Anyone can rob your house/most apartments if they look like Construction
workers/Landscapers.

Hide your jewelry where no one will find it; you might need to know a little
bit about construction though.

In the end, make sure you have an ip cam that captures license plates, and a
few in your house.

A smart criminal will have flip up plates, and wear desguises though.

Maybe that jewelry should go into a safe dep. box? Make sure you have no
active judgements though? They can snatch it all up. They can also empty out
your bank account. Be proactive, and don't give them a cent. Become Judgement
Proof--if you have any one you trust your life with?

Burying in the backyard is not a bad idea, but don't do it drunk. I know a guy
who lost $800,000 in Muir Beach after a night of hard partying.
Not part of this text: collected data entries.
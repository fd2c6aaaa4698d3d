//! Point-in-time views over a channel buffer.

use serde::Serialize;

use crate::buffer::ChannelBuffer;
use crate::channel::Channel;
use crate::error::{Error, Result};
use crate::reading::Reading;
use crate::trend::TrendResult;

/// Row-oriented table of readings, oldest first.
///
/// Columns are `value` and `timestamp`; see [`ReadingTable::COLUMNS`].
#[derive(Debug, Clone, PartialEq, Serialize)]
pub struct ReadingTable {
    rows: Vec<Reading>,
}

/// A table row augmented with the fitted trend value.
#[derive(Debug, Clone, Copy, PartialEq, Serialize)]
pub struct FittedRow {
    /// The underlying reading.
    pub reading: Reading,
    /// Value of the best-fit line at this row.
    pub best_fit: f64,
}

impl ReadingTable {
    /// Column names, in display order.
    pub const COLUMNS: [&'static str; 2] = ["value", "timestamp"];

    /// Name of the column added by [`ReadingTable::with_fitted`].
    pub const FIT_COLUMN: &'static str = "best_fit_line";

    /// Wraps rows that are already in chronological order.
    #[must_use]
    pub fn from_rows(rows: Vec<Reading>) -> Self {
        Self { rows }
    }

    /// Rows, oldest first.
    #[must_use]
    pub fn rows(&self) -> &[Reading] {
        &self.rows
    }

    /// The `value` column.
    #[must_use]
    pub fn values(&self) -> Vec<f64> {
        self.rows.iter().map(Reading::value).collect()
    }

    /// The `timestamp` column, formatted.
    #[must_use]
    pub fn timestamps(&self) -> Vec<String> {
        self.rows.iter().map(Reading::timestamp_text).collect()
    }

    /// Number of rows.
    #[must_use]
    pub fn len(&self) -> usize {
        self.rows.len()
    }

    /// Returns true if the table has no rows.
    #[must_use]
    pub fn is_empty(&self) -> bool {
        self.rows.is_empty()
    }

    /// Pairs every row with its fitted value.
    ///
    /// Rows beyond the end of `trend.fitted_values` are dropped, which only
    /// happens when the trend was fitted on a different table.
    #[must_use]
    pub fn with_fitted(&self, trend: &TrendResult) -> Vec<FittedRow> {
        self.rows
            .iter()
            .zip(&trend.fitted_values)
            .map(|(reading, &best_fit)| FittedRow {
                reading: *reading,
                best_fit,
            })
            .collect()
    }
}

/// Immutable materialization of one channel at one moment.
#[derive(Debug, Clone, PartialEq)]
pub struct Snapshot {
    /// Channel the snapshot was taken from.
    pub channel: Channel,
    /// Copy of the buffer at snapshot time.
    pub buffer: ChannelBuffer,
    /// Buffer contents as rows.
    pub table: ReadingTable,
    /// Most recently appended reading.
    pub latest: Reading,
}

/// Builds [`Snapshot`]s from buffers. Holds no state.
#[derive(Debug, Clone, Copy, Default)]
pub struct SnapshotBuilder;

impl SnapshotBuilder {
    /// Copies `buffer` and derives its table and latest entry.
    ///
    /// # Errors
    ///
    /// Returns [`Error::EmptyBuffer`] if no tick has filled the buffer yet.
    pub fn build(channel: Channel, buffer: &ChannelBuffer) -> Result<Snapshot> {
        let latest = *buffer.latest().ok_or(Error::EmptyBuffer { channel })?;

        Ok(Snapshot {
            channel,
            buffer: buffer.clone(),
            table: ReadingTable::from_rows(buffer.snapshot()),
            latest,
        })
    }
}

#[cfg(test)]
mod tests {
    use super::*;
    use chrono::{Duration, NaiveDate};

    fn filled(count: usize, capacity: usize) -> ChannelBuffer {
        let base = NaiveDate::from_ymd_opt(2024, 7, 1)
            .unwrap()
            .and_hms_opt(9, 0, 0)
            .unwrap();
        let mut buf = ChannelBuffer::new(capacity);
        for i in 0..count {
            buf.append(Reading::new(
                100.0 + i as f64,
                base + Duration::seconds(3 * i as i64),
            ));
        }
        buf
    }

    #[test]
    fn test_build_on_empty_buffer_fails() {
        let buf = ChannelBuffer::new(5);
        let err = SnapshotBuilder::build(Channel::Day, &buf).unwrap_err();

        assert!(matches!(err, Error::EmptyBuffer { channel: Channel::Day }));
    }

    #[test]
    fn test_build_preserves_order_and_latest() {
        let buf = filled(3, 5);
        let snap = SnapshotBuilder::build(Channel::Night, &buf).unwrap();

        assert_eq!(snap.channel, Channel::Night);
        assert_eq!(snap.table.values(), vec![100.0, 101.0, 102.0]);
        assert_eq!(snap.latest.value(), 102.0);
        assert_eq!(snap.buffer, buf);
        assert_eq!(
            snap.table.timestamps(),
            vec!["2024-07-01 09:00:00", "2024-07-01 09:00:03", "2024-07-01 09:00:06"]
        );
    }

    #[test]
    fn test_build_is_pure_between_ticks() {
        let buf = filled(4, 5);

        let a = SnapshotBuilder::build(Channel::Day, &buf).unwrap();
        let b = SnapshotBuilder::build(Channel::Day, &buf).unwrap();
        assert_eq!(a, b);
    }

    #[test]
    fn test_snapshot_unaffected_by_later_append() {
        let mut buf = filled(2, 5);
        let snap = SnapshotBuilder::build(Channel::Day, &buf).unwrap();

        buf.append(Reading::new(999.0, snap.latest.timestamp()));

        assert_eq!(snap.table.len(), 2);
        assert_eq!(snap.buffer.len(), 2);
        assert_ne!(snap.latest.value(), 999.0);
    }

    #[test]
    fn test_with_fitted_aligns_rows() {
        let table = filled(3, 5).snapshot();
        let table = ReadingTable::from_rows(table);
        let trend = TrendResult {
            slope: 1.0,
            intercept: 100.0,
            fitted_values: vec![100.0, 101.0, 102.0],
            r_squared: Some(1.0),
        };

        let rows = table.with_fitted(&trend);
        assert_eq!(rows.len(), 3);
        assert_eq!(rows[2].best_fit, 102.0);
        assert_eq!(rows[2].reading, table.rows()[2]);
    }
}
He woke up and
couldn't find remember what he did with his ill gotten money, or maybe that's
just what he told his wife?

------
chippy
It should (and the the previous PleaseRobMe.com also made this mistake) use
the word "burglary" rather than "robbery". Edits - this could just be a
British difference rather than a US one, if so, my bad!

Robbery is about theft (usually using force) from a person, whereas burglary
is unlawful entry to and theft from that person's property. Since the person
is not going to be there, the property is empty and ripe for burglary.

A more interesting and challenging PleaseDontRobMe would focus on where the
target is, away from home securities, who they are with, the security
situation of the country, the best escape routes relative to their location,
locations of police, CCTVs etc. Much more interesting geographically in my
opinion!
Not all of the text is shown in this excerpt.